* RECORDED INFORMATION *
//! Statement assembly.
//!
//! [`render`] is a pure function of [`Clauses`]: the same record always
//! produces the same text.

use super::clauses::{Clauses, Command, TableRef};
use crate::error::{QsbError, QsbResult};
use crate::value::PLACEHOLDER;

const BULK_VALUES: &str = " VALUES ?";

/// Validate and render the accumulated clauses into one statement.
pub fn render(clauses: &Clauses) -> QsbResult<String> {
    validate(clauses)?;
    Ok(match clauses.command {
        Command::Select => render_select(clauses),
        Command::Insert => render_insert(clauses),
        Command::Update => render_update(clauses),
        Command::Delete => render_delete(clauses),
        Command::Unset => return Err(QsbError::CommandNotSelected),
    })
}

/// Check that the clauses form a statement the command's shape can carry.
///
/// Clauses the render branch would silently drop are rejected.
pub fn validate(clauses: &Clauses) -> QsbResult<()> {
    let command = clauses.command;
    let reject = |present: bool, clause: &'static str| -> QsbResult<()> {
        if present {
            Err(QsbError::IllegalClause { clause, command })
        } else {
            Ok(())
        }
    };
    if command == Command::Unset {
        return Err(QsbError::CommandNotSelected);
    }
    if let Some(clause) = clauses.blank_identifier {
        return Err(QsbError::BlankIdentifier { clause });
    }
    if let Some(column) = &clauses.empty_list {
        return Err(QsbError::EmptyList {
            column: column.clone(),
        });
    }

    let has_insert = !clauses.insert_columns.is_empty()
        || !clauses.insert_rows.is_empty()
        || clauses.bulk_insert;

    match command {
        Command::Unset => Err(QsbError::CommandNotSelected),
        Command::Select => {
            reject(!clauses.assignments.is_empty(), "SET")?;
            reject(has_insert, "VALUES")?;
            reject(!clauses.upsert.is_empty(), "ON DUPLICATE KEY UPDATE")?;
            reject(clauses.ignore, "IGNORE")
        }
        Command::Update => {
            require_target(clauses)?;
            if clauses.assignments.is_empty() {
                return Err(QsbError::validation("UPDATE statement has no SET assignments"));
            }
            reject(!clauses.projection.is_empty(), "column projection")?;
            reject(!clauses.joins.is_empty(), "JOIN")?;
            reject(has_insert, "VALUES")?;
            reject(!clauses.upsert.is_empty(), "ON DUPLICATE KEY UPDATE")?;
            reject(clauses.ignore, "IGNORE")?;
            reject_select_tail(clauses, reject)
        }
        Command::Insert => {
            require_target(clauses)?;
            if clauses.insert_columns.is_empty() {
                return Err(QsbError::validation("INSERT statement has no columns"));
            }
            if clauses.bulk_insert && !clauses.insert_rows.is_empty() {
                return Err(QsbError::validation(
                    "INSERT cannot mix driver-supplied rows (VALUES ?) with explicit rows",
                ));
            }
            if !clauses.bulk_insert && clauses.insert_rows.is_empty() {
                return Err(QsbError::validation("INSERT statement has no VALUES"));
            }
            reject(!clauses.projection.is_empty(), "column projection")?;
            reject(!clauses.joins.is_empty(), "JOIN")?;
            reject(!clauses.predicates.is_empty(), "WHERE")?;
            reject(!clauses.assignments.is_empty(), "SET")?;
            reject_select_tail(clauses, reject)
        }
        Command::Delete => {
            require_target(clauses)?;
            reject(!clauses.projection.is_empty(), "column projection")?;
            reject(!clauses.joins.is_empty(), "JOIN")?;
            reject(!clauses.assignments.is_empty(), "SET")?;
            reject(has_insert, "VALUES")?;
            reject(!clauses.upsert.is_empty(), "ON DUPLICATE KEY UPDATE")?;
            reject(clauses.ignore, "IGNORE")?;
            reject_select_tail(clauses, reject)
        }
    }
}

fn require_target(clauses: &Clauses) -> QsbResult<()> {
    if clauses.targets.is_empty() {
        return Err(QsbError::MissingTarget(clauses.command));
    }
    Ok(())
}

fn reject_select_tail(
    clauses: &Clauses,
    reject: impl Fn(bool, &'static str) -> QsbResult<()>,
) -> QsbResult<()> {
    reject(!clauses.ordering.is_empty(), "ORDER BY")?;
    reject(!clauses.grouping.is_empty(), "GROUP BY")?;
    reject(clauses.limit.is_some(), "LIMIT")
}

fn render_select(c: &Clauses) -> String {
    let mut sql = String::from("SELECT ");
    if c.projection.is_empty() {
        sql.push_str(Clauses::WILDCARD);
    } else {
        sql.push_str(&c.projection.join(","));
    }

    if !c.targets.is_empty() {
        sql.push_str(" FROM ");
        sql.push_str(&join_tables(&c.targets));
    }

    for join in &c.joins {
        sql.push_str(" JOIN ");
        sql.push_str(&join.table.to_sql());
        if !join.conditions.is_empty() {
            sql.push_str(" ON ");
            sql.push_str(&join.conditions.join(" AND "));
        }
    }

    push_where(c, &mut sql);

    if !c.ordering.is_empty() {
        sql.push_str(" ORDER BY ");
        sql.push_str(&c.ordering.join(", "));
    }

    if !c.grouping.is_empty() {
        sql.push_str(" GROUP BY ");
        sql.push_str(&c.grouping.join(", "));
    }

    if let Some(limit) = &c.limit {
        sql.push_str(&limit.to_sql());
    }

    sql.push(';');
    sql
}

fn render_update(c: &Clauses) -> String {
    let mut sql = String::from("UPDATE ");
    sql.push_str(&join_tables(&c.targets));
    sql.push_str(" SET ");
    sql.push_str(&c.assignments.join(","));
    push_where(c, &mut sql);
    sql.push(';');
    sql
}

fn render_insert(c: &Clauses) -> String {
    let mut sql = String::from("INSERT ");
    if c.ignore {
        sql.push_str("IGNORE ");
    }
    sql.push_str("INTO ");
    sql.push_str(&join_tables(&c.targets));
    sql.push_str(" (");
    sql.push_str(&c.insert_columns.join(", "));
    sql.push(')');

    let values = if c.insert_rows.is_empty() {
        BULK_VALUES.to_string()
    } else {
        format!(" VALUES {}", c.insert_rows.join(","))
    };
    sql.push_str(&values);

    if !c.upsert.is_empty() {
        sql.push_str(" ON DUPLICATE KEY UPDATE ");
        sql.push_str(&c.upsert.join(", "));
        sql.push(';');
    } else if !values.ends_with(PLACEHOLDER) {
        sql.push(';');
    }
    sql
}

fn render_delete(c: &Clauses) -> String {
    let mut sql = String::from("DELETE FROM ");
    sql.push_str(&join_tables(&c.targets));
    push_where(c, &mut sql);
    sql.push(';');
    sql
}

fn push_where(c: &Clauses, sql: &mut String) {
    if c.predicates.is_empty() {
        return;
    }
    sql.push_str(" WHERE ");
    for predicate in &c.predicates {
        if let Some(combinator) = predicate.combinator {
            sql.push_str(combinator.as_sql());
        }
        sql.push_str(&predicate.text);
    }
}

fn join_tables(targets: &[TableRef]) -> String {
    targets
        .iter()
        .map(TableRef::to_sql)
        .collect::<Vec<_>>()
        .join(", ")
}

* ASSIGNMENT *
Write out the records above again, keeping each one identical to the original.

* YOUR RESPONSE *
//! Statement assembly.
//!
//! [`render`] is a pure function of [`Clauses`]: the same record always
//! produces the same text.

use super::clauses::{Clauses, Command, TableRef};
use crate::error::{QsbError, QsbResult};
use crate::value::PLACEHOLDER;

const BULK_VALUES: &str = " VALUES ?";

/// Validate and render the accumulated clauses into one statement.
pub fn render(clauses: &Clauses) -> QsbResult<String> {
    validate(clauses)?;
    Ok(match clauses.command {
        Command::Select => render_select(clauses),
        Command::Insert => render_insert(clauses),
        Command::Update => render_update(clauses),
        Command::Delete => render_delete(clauses),
        Command::Unset => return Err(QsbError::CommandNotSelected),
    })
}

/// Check that the clauses form a statement the command's shape can carry.
///
/// Clauses the render branch would silently drop are rejected.
pub fn validate(clauses: &Clauses) -> QsbResult<()> {
    let command = clauses.command;
    let reject = |present: bool, clause: &'static str| -> QsbResult<()> {
        if present {
            Err(QsbError::IllegalClause { clause, command })
        } else {
            Ok(())
        }
    };
    if command == Command::Unset {
        return Err(QsbError::CommandNotSelected);
    }
    if let Some(clause) = clauses.blank_identifier {
        return Err(QsbError::BlankIdentifier { clause });
    }
    if let Some(column) = &clauses.empty_list {
        return Err(QsbError::EmptyList {
            column: column.clone(),
        });
    }

    let has_insert = !clauses.insert_columns.is_empty()
        || !clauses.insert_rows.is_empty()
        || clauses.bulk_insert;

    match command {
        Command::Unset => Err(QsbError::CommandNotSelected),
        Command::Select => {
            reject(!clauses.assignments.is_empty(), "SET")?;
            reject(has_insert, "VALUES")?;
            reject(!clauses.upsert.is_empty(), "ON DUPLICATE KEY UPDATE")?;
            reject(clauses.ignore, "IGNORE")
        }
        Command::Update => {
            require_target(clauses)?;
            if clauses.assignments.is_empty() {
                return Err(QsbError::validation("UPDATE statement has no SET assignments"));
            }
            reject(!clauses.projection.is_empty(), "column projection")?;
            reject(!clauses.joins.is_empty(), "JOIN")?;
            reject(has_insert, "VALUES")?;
            reject(!clauses.upsert.is_empty(), "ON DUPLICATE KEY UPDATE")?;
            reject(clauses.ignore, "IGNORE")?;
            reject_select_tail(clauses, reject)
        }
        Command::Insert => {
            require_target(clauses)?;
            if clauses.insert_columns.is_empty() {
                return Err(QsbError::validation("INSERT statement has no columns"));
            }
            if clauses.bulk_insert && !clauses.insert_rows.is_empty() {
                return Err(QsbError::validation(
                    "INSERT cannot mix driver-supplied rows (VALUES ?) with explicit rows",
                ));
            }
            if !clauses.bulk_insert && clauses.insert_rows.is_empty() {
                return Err(QsbError::validation("INSERT statement has no VALUES"));
            }
            reject(!clauses.projection.is_empty(), "column projection")?;
            reject(!clauses.joins.is_empty(), "JOIN")?;
            reject(!clauses.predicates.is_empty(), "WHERE")?;
            reject(!clauses.assignments.is_empty(), "SET")?;
            reject_select_tail(clauses, reject)
        }
        Command::Delete => {
            require_target(clauses)?;
            reject(!clauses.projection.is_empty(), "column projection")?;
            reject(!clauses.joins.is_empty(), "JOIN")?;
            reject(!clauses.assignments.is_empty(), "SET")?;
            reject(has_insert, "VALUES")?;
            reject(!clauses.upsert.is_empty(), "ON DUPLICATE KEY UPDATE")?;
            reject(clauses.ignore, "IGNORE")?;
            reject_select_tail(clauses, reject)
        }
    }
}

fn require_target(clauses: &Clauses) -> QsbResult<()> {
    if clauses.targets.is_empty() {
        return Err(QsbError::MissingTarget(clauses.command));
    }
    Ok(())
}

fn reject_select_tail(
    clauses: &Clauses,
    reject: impl Fn(bool, &'static str) -> QsbResult<()>,
) -> QsbResult<()> {
    reject(!clauses.ordering.is_empty(), "ORDER BY")?;
    reject(!clauses.grouping.is_empty(), "GROUP BY")?;
    reject(clauses.limit.is_some(), "LIMIT")
}

fn render_select(c: &Clauses) -> String {
    let mut sql = String::from("SELECT ");
    if c.projection.is_empty() {
        sql.push_str(Clauses::WILDCARD);
    } else {
        sql.push_str(&c.projection.join(","));
    }

    if !c.targets.is_empty() {
        sql.push_str(" FROM ");
        sql.push_str(&join_tables(&c.targets));
    }

    for join in &c.joins {
        sql.push_str(" JOIN ");
        sql.push_str(&join.table.to_sql());
        if !join.conditions.is_empty() {
            sql.push_str(" ON ");
            sql.push_str(&join.conditions.join(" AND "));
        }
    }

    push_where(c, &mut sql);

    if !c.ordering.is_empty() {
        sql.push_str(" ORDER BY ");
        sql.push_str(&c.ordering.join(", "));
    }

    if !c.grouping.is_empty() {
        sql.push_str(" GROUP BY ");
        sql.push_str(&c.grouping.join(", "));
    }

    if let Some(limit) = &c.limit {
        sql.push_str(&limit.to_sql());
    }

    sql.push(';');
    sql
}

fn render_update(c: &Clauses) -> String {
    let mut sql = String::from("UPDATE ");
    sql.push_str(&join_tables(&c.targets));
    sql.push_str(" SET ");
    sql.push_str(&c.assignments.join(","));
    push_where(c, &mut sql);
    sql.push(';');
    sql
}

fn render_insert(c: &Clauses) -> String {
    let mut sql = String::from("INSERT ");
    if c.ignore {
        sql.push_str("IGNORE ");
    }
    sql.push_str("INTO ");
    sql.push_str(&join_tables(&c.targets));
    sql.push_str(" (");
    sql.push_str(&c.insert_columns.join(", "));
    sql.push(')');

    let values = if c.insert_rows.is_empty() {
        BULK_VALUES.to_string()
    } else {
        format!(" VALUES {}", c.insert_rows.join(","))
    };
    sql.push_str(&values);

    if !c.upsert.is_empty() {
        sql.push_str(" ON DUPLICATE KEY UPDATE ");
        sql.push_str(&c.upsert.join(", "));
        sql.push(';');
    } else if !values.ends_with(PLACEHOLDER) {
        sql.push(';');
    }
    sql
}

fn render_delete(c: &Clauses) -> String {
    let mut sql = String::from("DELETE FROM ");
    sql.push_str(&join_tables(&c.targets));
    push_where(c, &mut sql);
    sql.push(';');
    sql
}

fn push_where(c: &Clauses, sql: &mut String) {
    if c.predicates.is_empty() {
        return;
    }
    sql.push_str(" WHERE ");
    for predicate in &c.predicates {
        if let Some(combinator) = predicate.combinator {
            sql.push_str(combinator.as_sql());
        }
        sql.push_str(&predicate.text);
    }
}

fn join_tables(targets: &[TableRef]) -> String {
    targets
        .iter()
        .map(TableRef::to_sql)
        .collect::<Vec<_>>()
        .join(", ")
}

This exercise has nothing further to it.